Depuis 1989, elle a convié dans la capitale belge bien des artistes indie. Certains devenus grosses cylindrées depuis. Blur, Pulp, Pavement, les Stranglers, Queens of the Stone Age, Rage Against the Machine, Marilyn Manson et même les Black Eyed Peas sont passés par ici. Cette fois pourtant, l’antre molenkeeboise était en mode hip hop. Car elle est, entre autres caractéristiques, l’un des rares endroits où l’on peut encore écouter du rap en Belgique. Là aussi, la déferlante de noms donne le tournis. Gang Starr, Arrested Development, The Goats, Jungle Brothers, Assassin, Ice-T, Pharcyde, Deliquent Habits, Jurassic 5, Genius, Capone’n’Noreaga, Dead Prez, MF Doom, la clique Ill Bill, Pharoahe Monch, Rakim, Raekwon, Onyx, El-P, Antipop Consortium… Tous ont un jour déclamé leurs rimes en ces lieux.

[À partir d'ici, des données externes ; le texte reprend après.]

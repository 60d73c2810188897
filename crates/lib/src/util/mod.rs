//! Shared utilities.

use std::path::{Path, PathBuf};

#[cfg(test)]
pub mod testutil;

/// Returns the user's home directory.
#[cfg(windows)]
pub fn home_dir() -> Option<PathBuf> {
  std::env::var_os("USERPROFILE").map(PathBuf::from)
}

/// Returns the user's home directory.
#[cfg(not(windows))]
pub fn home_dir() -> Option<PathBuf> {
  std::env::var_os("HOME").map(PathBuf::from)
}

/// Expand a leading `~` to the home directory. Other paths are returned as-is.
pub fn expand_home(path: &Path) -> PathBuf {
  match path.strip_prefix("~") {
    Ok(rest) => match home_dir() {
      Some(home) => home.join(rest),
      None => path.to_path_buf(),
    },
    Err(_) => path.to_path_buf(),
  }
}
//! CLI output formatting utilities.
//!
//! Coloured status lines for humans, pretty JSON for `--format json`.

use std::path::{Path, PathBuf};

use anyhow::Context;
use clap::ValueEnum;
use owo_colors::{OwoColorize, Stream};

#[derive(Debug, Clone, Copy, Default, ValueEnum)]
pub enum OutputFormat {
  #[default]
  Text,
  Json,
}

impl OutputFormat {
  pub fn is_json(self) -> bool {
    matches!(self, OutputFormat::Json)
  }
}

pub mod symbols {
  pub const SUCCESS: &str = "✓";
  pub const WARNING: &str = "⚠";
  pub const INFO: &str = "•";
}

/// `path` relative to `root` when it lies below it.
pub fn display_path(root: &Path, path: &Path) -> String {
  path.strip_prefix(root).unwrap_or(path).display().to_string()
}

/// Canonical form of `path` for display, falling back to `path` itself.
pub fn canonical(path: &Path) -> String {
  dunce::canonicalize(path)
    .unwrap_or_else(|_| path.to_path_buf())
    .display()
    .to_string()
}

pub fn print_success(message: &str) {
  println!(
    "{} {}",
    symbols::SUCCESS.if_supports_color(Stream::Stdout, |s| s.green()),
    message
  );
}

pub fn print_warning(message: &str) {
  eprintln!(
    "{} {}",
    symbols::WARNING.if_supports_color(Stream::Stderr, |s| s.yellow()),
    message.if_supports_color(Stream::Stderr, |s| s.yellow())
  );
}

pub fn print_info(message: &str) {
  println!(
    "{} {}",
    symbols::INFO.if_supports_color(Stream::Stdout, |s| s.blue()),
    message
  );
}

pub fn print_stat(label: &str, value: &str) {
  println!(
    "  {}: {}",
    label.if_supports_color(Stream::Stdout, |s| s.dimmed()),
    value
  );
}

/// List written files relative to the output root.
pub fn print_files(root: &Path, files: &[PathBuf]) {
  for file in files {
    println!("  {} {}", symbols::INFO, display_path(root, file));
  }
}

pub fn print_json<T: serde::Serialize>(value: &T) -> anyhow::Result<()> {
  let json = serde_json::to_string_pretty(value).context("Failed to serialize to JSON")?;
  println!("{}", json);
  Ok(())
}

Il y avait du monde au comptoir du VK mardi soir pour célébrer le grand retour de Deltron 3030, triplette légendaire du rap-jeu. Un super-groupe comme on dit, composé de trois monstres sacrés. Teren Delvon Jones alias Del the Funky Homosapien, MC patenté dont le plus fameux fait d’arme est d’être la voix rappée de Gorillaz. Dan (the Automator) Nakamura, l’un des producteurs les plus prisés du globe, déjà orfèvre des disques de Dr.Octagon, Peeping Tom, Gorillaz, Handsome Boy Modeling School, Kasabian, Miles Kane, etc. Et Eric San a.k.a. Kid Koala, probablement l’un des meilleurs scratcheurs de la planète aux platines. Alors que ce dernier causait avec les dauphins et s’échauffait les phalanges, pour un prélude en dilettante, les spéculations étaient légion dans le bar, où s’expose depuis peu la charmante et non moins talentueuse Caroline Lessire, photographe bruxelloise à l’objectif affûté qui sait sublimer le live en noir et blanc.
Le vaisseau Deltron 3030 n’avait fait qu’une seule escapade dans l’espace jusqu’à présent, en 2000, le temps d’un disque au scénario futuriste qui allait marquer l’histoire du hip hop sous-terrain. La dextérité du Koala aux platines, l’inspiration du sage Nakamura côté instru et le flow singulier de Del au micro s’alliaient alors pour nous conter l’histoire rocambolesque de quelques hommes libres oppressés par une dictature fasciste. Et comme une mauvaise nouvelle n’arrive jamais seule, lesdits rescapés sont aussi pourchassés par des extra-terrestres, c’est ballot… Un délire rap afro-futuriste à la Sun Ra que ne renierait pas George Clinton dont bien des samples, beaucoup l’ignore, furent puisés à l’époque dans l’œuvre de William Sheller. Treize ans plus tard, le trio repart en orbite pour une seconde odyssée maintes fois reportée que l’on attendait plus.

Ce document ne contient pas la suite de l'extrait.